(Stored items)
::::::::

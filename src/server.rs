//! Listening for FastCGI connections and running them until shutdown.

use std::fmt;
use std::future::Future;
use std::io;
use std::path::PathBuf;
use std::pin::pin;
use std::sync::{Arc, Weak};
use std::task::Poll;

use async_lock::{Semaphore, SemaphoreGuardArc};
use compact_str::{CompactString, ToCompactString};
use futures_util::future::{self, Either};
use futures_util::task::AtomicWaker;
use tokio_util::compat::{TokioAsyncReadCompatExt, TokioAsyncWriteCompatExt};
use tracing::Instrument;

use crate::config::{Address, Config};
use crate::connection::{Connection, Shutdown};
use crate::engine::ScriptEngine;
use crate::request::Host;


/// A bound listening socket.
///
/// A Unix socket file is removed again when the [`Listener`] is dropped.
#[derive(Debug)]
pub enum Listener {
    /// A TCP socket.
    Tcp(tokio::net::TcpListener),
    /// A Unix domain socket and the path it is bound to.
    #[cfg(unix)]
    Unix(tokio::net::UnixListener, PathBuf),
}

enum Stream {
    Tcp(tokio::net::TcpStream),
    #[cfg(unix)]
    Unix(tokio::net::UnixStream),
}

impl Listener {
    /// Binds a socket at `address`.
    ///
    /// A file left over at a Unix socket path is removed first, and the
    /// new socket's permissions are set to `socket_mode`.
    ///
    /// # Errors
    /// Fails if the socket cannot be bound or its permissions cannot be set.
    pub async fn bind(address: &Address, socket_mode: u32) -> io::Result<Self> {
        match address {
            Address::Tcp(addr) => tokio::net::TcpListener::bind(addr.as_str()).await.map(Self::Tcp),
            #[cfg(unix)]
            Address::Unix(path) => {
                use std::os::unix::fs::PermissionsExt;
                match std::fs::remove_file(path) {
                    Ok(()) => tracing::info!(path = %path.display(), "stale socket file removed"),
                    Err(e) if e.kind() == io::ErrorKind::NotFound => (),
                    Err(e) => return Err(e),
                }
                let inner = tokio::net::UnixListener::bind(path)?;
                // Construct first, so the file is removed on failure
                let this = Self::Unix(inner, path.clone());
                std::fs::set_permissions(path, std::fs::Permissions::from_mode(socket_mode))?;
                Ok(this)
            },
            #[cfg(not(unix))]
            Address::Unix(_) => {
                let _ = socket_mode;
                Err(io::Error::new(io::ErrorKind::Unsupported, "Unix sockets are not supported"))
            },
        }
    }

    /// Returns the address this [`Listener`] is bound to.
    ///
    /// # Errors
    /// Fails if the local address of a TCP socket cannot be determined.
    pub fn local_addr(&self) -> io::Result<Address> {
        match self {
            Self::Tcp(l) => Ok(Address::Tcp(l.local_addr()?.to_string())),
            #[cfg(unix)]
            Self::Unix(_, path) => Ok(Address::Unix(path.clone())),
        }
    }

    fn protocol(&self) -> &'static str {
        match self {
            Self::Tcp(_) => "tcp",
            #[cfg(unix)]
            Self::Unix(..) => "unix",
        }
    }

    async fn accept(&self) -> io::Result<(Stream, CompactString)> {
        match self {
            Self::Tcp(l) => {
                let (s, remote) = l.accept().await?;
                Ok((Stream::Tcp(s), remote.to_compact_string()))
            },
            #[cfg(unix)]
            Self::Unix(l, _) => {
                let (s, remote) = l.accept().await?;
                let remote = remote.as_pathname()
                    .map_or(CompactString::const_new("(unnamed)"), |p| p.display().to_compact_string());
                Ok((Stream::Unix(s), remote))
            },
        }
    }
}

impl Drop for Listener {
    fn drop(&mut self) {
        #[cfg(unix)]
        if let Self::Unix(_, path) = self {
            if let Err(e) = std::fs::remove_file(&*path) {
                let error: &dyn std::error::Error = &e;
                tracing::warn!(path = %path.display(), error, "removing socket file failed");
            }
        }
    }
}


/// A FastCGI application server running scripts with a [`ScriptEngine`].
#[derive(Debug)]
pub struct Server {
    config: Config,
    host: Host,
    shutdown: Arc<Shutdown>,
    tasks: WaitGroup,
}

impl Server {
    /// Creates a [`Server`] running scripts with `engine`.
    pub fn new(config: Config, engine: impl ScriptEngine) -> Self {
        Self::with_host(config, Host::new(engine))
    }

    /// Creates a [`Server`] sharing `host` with other servers.
    #[must_use]
    pub fn with_host(config: Config, host: Host) -> Self {
        Self { config, host, shutdown: Arc::default(), tasks: WaitGroup::default() }
    }

    /// Returns the configuration of this [`Server`].
    #[inline]
    #[must_use]
    pub fn config(&self) -> &Config {
        &self.config
    }

    /// Returns the services shared by all connections.
    #[inline]
    #[must_use]
    pub fn host(&self) -> &Host {
        &self.host
    }

    /// Returns the number of connections currently being served.
    #[inline]
    #[must_use]
    pub fn active_connections(&self) -> usize {
        self.tasks.tasks()
    }

    /// Binds a [`Listener`] at the configured address.
    ///
    /// # Errors
    /// See [`Listener::bind`].
    pub async fn bind(&self) -> io::Result<Listener> {
        let listener = Listener::bind(&self.config.address, self.config.socket_mode).await?;
        tracing::info!(protocol = listener.protocol(), address = %self.config.address, "server created");
        Ok(listener)
    }

    /// Accepts connections on `listener` until [`Server::shutdown`] is
    /// called. Every connection is served on its own task.
    ///
    /// At most `max_conns` connections are served at once. Further clients
    /// wait in the listen backlog.
    pub async fn serve(&self, listener: &Listener) {
        let slots = Arc::new(Semaphore::new(self.config.max_conns.get()));
        let protocol = listener.protocol();
        let local = listener.local_addr().map_or_else(|_| self.config.address.to_compact_string(), |a| a.to_compact_string());

        loop {
            // A slot must be held before accepting to respect max_conns
            let Some(permit) = self.until_shutdown(slots.acquire_arc()).await else {
                break;
            };
            let (stream, remote) = match self.until_shutdown(listener.accept()).await {
                None => break,
                Some(Ok(c)) => c,
                Some(Err(e)) => {
                    let error: &dyn std::error::Error = &e;
                    tracing::info!(protocol, %local, error, "accept failed");
                    continue;
                },
            };

            let span = tracing::error_span!("fastcgi_connection", protocol, %local, %remote);
            match stream {
                Stream::Tcp(s) => {
                    let (r, w) = s.into_split();
                    self.spawn(r, w, permit, span);
                },
                #[cfg(unix)]
                Stream::Unix(s) => {
                    let (r, w) = s.into_split();
                    self.spawn(r, w, permit, span);
                },
            }
        }
        tracing::debug!(protocol, %local, "stopped accepting connections");
    }

    async fn until_shutdown<F: Future>(&self, fut: F) -> Option<F::Output> {
        if self.shutdown.is_triggered() {
            return None;
        }
        match future::select(pin!(fut), pin!(self.shutdown.wait())).await {
            Either::Left((out, _)) => Some(out),
            Either::Right(((), _)) => None,
        }
    }

    fn spawn<R, W>(&self, input: R, output: W, permit: SemaphoreGuardArc, span: tracing::Span)
    where
        R: tokio::io::AsyncRead + Send + Unpin + 'static,
        W: tokio::io::AsyncWrite + Send + Unpin + 'static,
    {
        let conn = Connection::new(input.compat(), output.compat_write(), self.host.clone(), &self.config);
        let shutdown = self.shutdown.clone();
        let token = self.tasks.add_task();
        tokio::spawn(async move {
            tracing::debug!("new connection accepted");
            if let Err(e) = conn.run(&shutdown).await {
                let error: &dyn std::error::Error = &e;
                tracing::warn!(error, "connection failed");
            }
            drop((permit, token));
        }.instrument(span));
    }

    /// Stops accepting connections and waits until all connections have
    /// finished their current message.
    pub async fn shutdown(self) {
        self.shutdown.trigger();
        tracing::info!(active = self.tasks.tasks(), "shutting down");
        self.tasks.wait().await;
        tracing::debug!(caches = self.host.caches().len(), "all connections closed");
    }
}


// Adapted from https://github.com/laizy/waitgroup-rs
#[derive(Debug, Default)]
struct WaitGroupInner {
    /// The task to wake when the last [`TaskToken`] is dropped.
    waker: AtomicWaker,
}

impl Drop for WaitGroupInner {
    fn drop(&mut self) {
        self.waker.wake();
    }
}

/// Marks a connection task as running until dropped.
#[must_use = "TaskToken must be kept alive until the end of the task"]
struct TaskToken {
    _group: Arc<WaitGroupInner>,
}

/// Counts running connection tasks.
#[derive(Default)]
struct WaitGroup(Arc<WaitGroupInner>);

impl WaitGroup {
    fn add_task(&self) -> TaskToken {
        TaskToken { _group: self.0.clone() }
    }

    fn tasks(&self) -> usize {
        Arc::strong_count(&self.0) - 1
    }

    /// Waits until every [`TaskToken`] is dropped.
    fn wait(self) -> impl Future<Output = ()> {
        let group: Weak<_> = Arc::downgrade(&self.0);
        drop(self);
        // Weak::upgrade fails iff all tokens are gone
        future::poll_fn(move |cx| match group.upgrade() {
            None => Poll::Ready(()),
            Some(inner) => {
                inner.waker.register(cx.waker());
                Poll::Pending
            },
        })
    }
}

impl fmt::Debug for WaitGroup {
    fn fmt(&self, f: &mut fmt::Formatter) -> fmt::Result {
        f.debug_struct("WaitGroup")
            .field("tasks", &self.tasks())
            .finish()
    }
}
impl Message<ResponseRecord> {
    /// Decodes the first message in `input` as a FastCGI client would.
    ///
    /// Returns `Ok(None)` if `input` is empty.
    ///
    /// # Errors
    /// Fails if the header or body is truncated, or with any error from
    /// [`FrameHead::from_bytes`] and [`ResponseRecord::decode`].
    pub fn decode(input: &[u8]) -> Result<Option<(Self, usize)>, ProtocolError> {
        let Some((head, content, used)) = split_frame(input)? else {
            return Ok(None);
        };
        let record = ResponseRecord::decode(&head, content)?;
        Ok(Some((Self { request_id: head.request_id, record }, used)))
    }

    /// Appends the wire format of this message to `out`.
    ///
    /// # Errors
    /// See [`ResponseRecord::encode`].
    #[inline]
    pub fn encode(&self, out: &mut Vec<u8>) -> Result<(), ProtocolError> {
        self.record.encode(self.request_id, out)
    }
}


/// Splits the first record off `input`, returning its header, its content
/// without padding and the total number of bytes used.
fn split_frame(input: &[u8]) -> Result<Option<(FrameHead, &[u8], usize)>, ProtocolError> {
    if input.is_empty() {
        return Ok(None);
    }
    let Some(head) = input.get(..RecordHeader::LEN).and_then(|h| <[u8; RecordHeader::LEN]>::try_from(h).ok()) else {
        return Err(ProtocolError::TruncatedHeader(input.len()));
    };
    let head = FrameHead::from_bytes(head)?;

    let rest = &input[RecordHeader::LEN..];
    if rest.len() < head.body_len() {
        return Err(ProtocolError::TruncatedBody { expected: head.body_len(), actual: rest.len() });
    }
    let content = &rest[..head.content_length.into()];
    Ok(Some((head, content, RecordHeader::LEN + head.body_len())))
}

/// Appends a complete record with an arbitrary type code to `out`.
fn frame(rtype: u8, request_id: u16, content: &[u8], out: &mut Vec<u8>) -> Result<(), ProtocolError> {
    let len = u16::try_from(content.len())
        .map_err(|_| ProtocolError::PayloadTooLarge(content.len()))?;
    // RecordHeader cannot hold unknown type codes, so the type is patched in
    let head = RecordHeader::for_content(RecordType::Unknown, request_id, len);
    let mut bytes = head.to_bytes();
    bytes[1] = rtype;

    let padding = usize::from(head.padding_length);
    out.reserve(bytes.len() + content.len() + padding);
    out.extend_from_slice(&bytes);
    out.extend_from_slice(content);
    out.resize(out.len() + padding, 0);
    Ok(())
}


#[cfg(test)]
mod tests {
    use super::*;
    use crate::protocol::{ProtocolStatus, RequestFlags, Role};

    fn decode_all(mut input: &[u8]) -> Result<Vec<Message<RequestRecord>>, ProtocolError> {
        let mut msgs = Vec::new();
        while let Some((msg, used)) = Message::<RequestRecord>::decode(input)? {
            msgs.push(msg);
            input = &input[used..];
        }
        Ok(msgs)
    }

    #[test]
    fn request_roundtrip() -> Result<(), ProtocolError> {
        let records = [
            RequestRecord::BeginRequest(BeginRequest { role: Role::Responder, flags: RequestFlags::KeepConn }),
            RequestRecord::Params(b"\x0b\x02SERVER_PORT80".to_vec()),
            RequestRecord::Params(Vec::new()),
            RequestRecord::Stdin(vec![0xa5; 1001]),
            RequestRecord::Stdin(Vec::new()),
            RequestRecord::Data(vec![7; 3]),
            RequestRecord::AbortRequest,
            RequestRecord::BeginUnknownRole(0x1234),
        ];
        let mut buf = Vec::new();
        for (i, rec) in records.iter().enumerate() {
            rec.encode(i as u16 + 1, &mut buf)?;
            assert_eq!(buf.len() % 8, 0, "{rec:?} is not 8-byte aligned");
        }

        let msgs = decode_all(&buf)?;
        assert_eq!(msgs.len(), records.len());
        for (i, (msg, rec)) in msgs.iter().zip(&records).enumerate() {
            assert_eq!(msg.request_id, i as u16 + 1);
            assert_eq!(&msg.record, rec);
        }
        Ok(())
    }

    #[test]
    fn response_wire() -> Result<(), ProtocolError> {
        let mut buf = Vec::new();
        ResponseRecord::Stdout(b"hello".to_vec()).encode(1, &mut buf)?;
        assert_eq!(buf, b"\x01\x06\x00\x01\x00\x05\x03\x00hello\0\0\0");

        buf.clear();
        ResponseRecord::Stderr(Vec::new()).encode(0x0102, &mut buf)?;
        assert_eq!(buf, b"\x01\x07\x01\x02\x00\x00\x00\x00");

        buf.clear();
        let end = EndRequest { app_status: 3, protocol_status: ProtocolStatus::RequestComplete };
        Message { request_id: 9, record: ResponseRecord::EndRequest(end) }.encode(&mut buf)?;
        let (msg, used) = Message::<ResponseRecord>::decode(&buf)?.expect("one message");
        assert_eq!(used, 16);
        assert_eq!(msg.request_id, 9);
        assert_eq!(msg.record, ResponseRecord::EndRequest(end));
        Ok(())
    }

    #[test]
    fn payload_limit() {
        let mut buf = Vec::new();
        let ok = ResponseRecord::Stdout(vec![0; usize::from(u16::MAX)]).encode(1, &mut buf);
        assert!(ok.is_ok());
        assert_eq!(buf.len(), 8 + 65535 + 1);

        buf.clear();
        let big = ResponseRecord::Stdout(vec![0; usize::from(u16::MAX) + 1]).encode(1, &mut buf);
        assert!(matches!(big, Err(ProtocolError::PayloadTooLarge(65536))));
        assert!(buf.is_empty());
    }

    #[test]
    fn unrecognized_type() -> Result<(), ProtocolError> {
        let mut buf = Vec::new();
        RequestRecord::Unrecognized(0x42).encode(3, &mut buf)?;
        // Unknown types keep whatever body they had
        buf[5] = 4;
        buf.extend_from_slice(b"junk\0\0\0\0");
        buf[6] = 4;
        RequestRecord::Stdin(Vec::new()).encode(3, &mut buf)?;

        let msgs = decode_all(&buf)?;
        assert_eq!(msgs[0].record, RequestRecord::Unrecognized(0x42));
        assert_eq!(msgs[1].record, RequestRecord::Stdin(Vec::new()));
        Ok(())
    }

    #[test]
    fn decode_errors() {
        // Clean end of input
        assert!(matches!(Message::<RequestRecord>::decode(&[]), Ok(None)));

        let hdr = b"\x01\x05\x00\x01\x00\x04\x04\x00";
        assert!(matches!(
            Message::<RequestRecord>::decode(&hdr[..5]),
            Err(ProtocolError::TruncatedHeader(5)),
        ));
        // Padding must be present too
        let short = [&hdr[..], &b"abcd\0\0"[..]].concat();
        assert!(matches!(
            Message::<RequestRecord>::decode(&short),
            Err(ProtocolError::TruncatedBody { expected: 8, actual: 6 }),
        ));

        let v2 = b"\x02\x05\x00\x01\x00\x00\x00\x00";
        assert!(matches!(Message::<RequestRecord>::decode(v2), Err(ProtocolError::UnknownVersion(2))));

        let stdout = b"\x01\x06\x00\x01\x00\x00\x00\x00";
        assert!(matches!(
            Message::<RequestRecord>::decode(stdout),
            Err(ProtocolError::ResponseOnly(RecordType::Stdout)),
        ));

        let begin = b"\x01\x01\x00\x01\x00\x04\x04\x00\x00\x01\x00\x00\0\0\0\0";
        assert!(matches!(
            Message::<RequestRecord>::decode(begin),
            Err(ProtocolError::InvalidBodyLength { rtype: RecordType::BeginRequest, len: 4 }),
        ));
    }
}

::::::::

● **Exercise**
Return solely the number of lines in the data that include the word "RecordType".

● **Result below**
3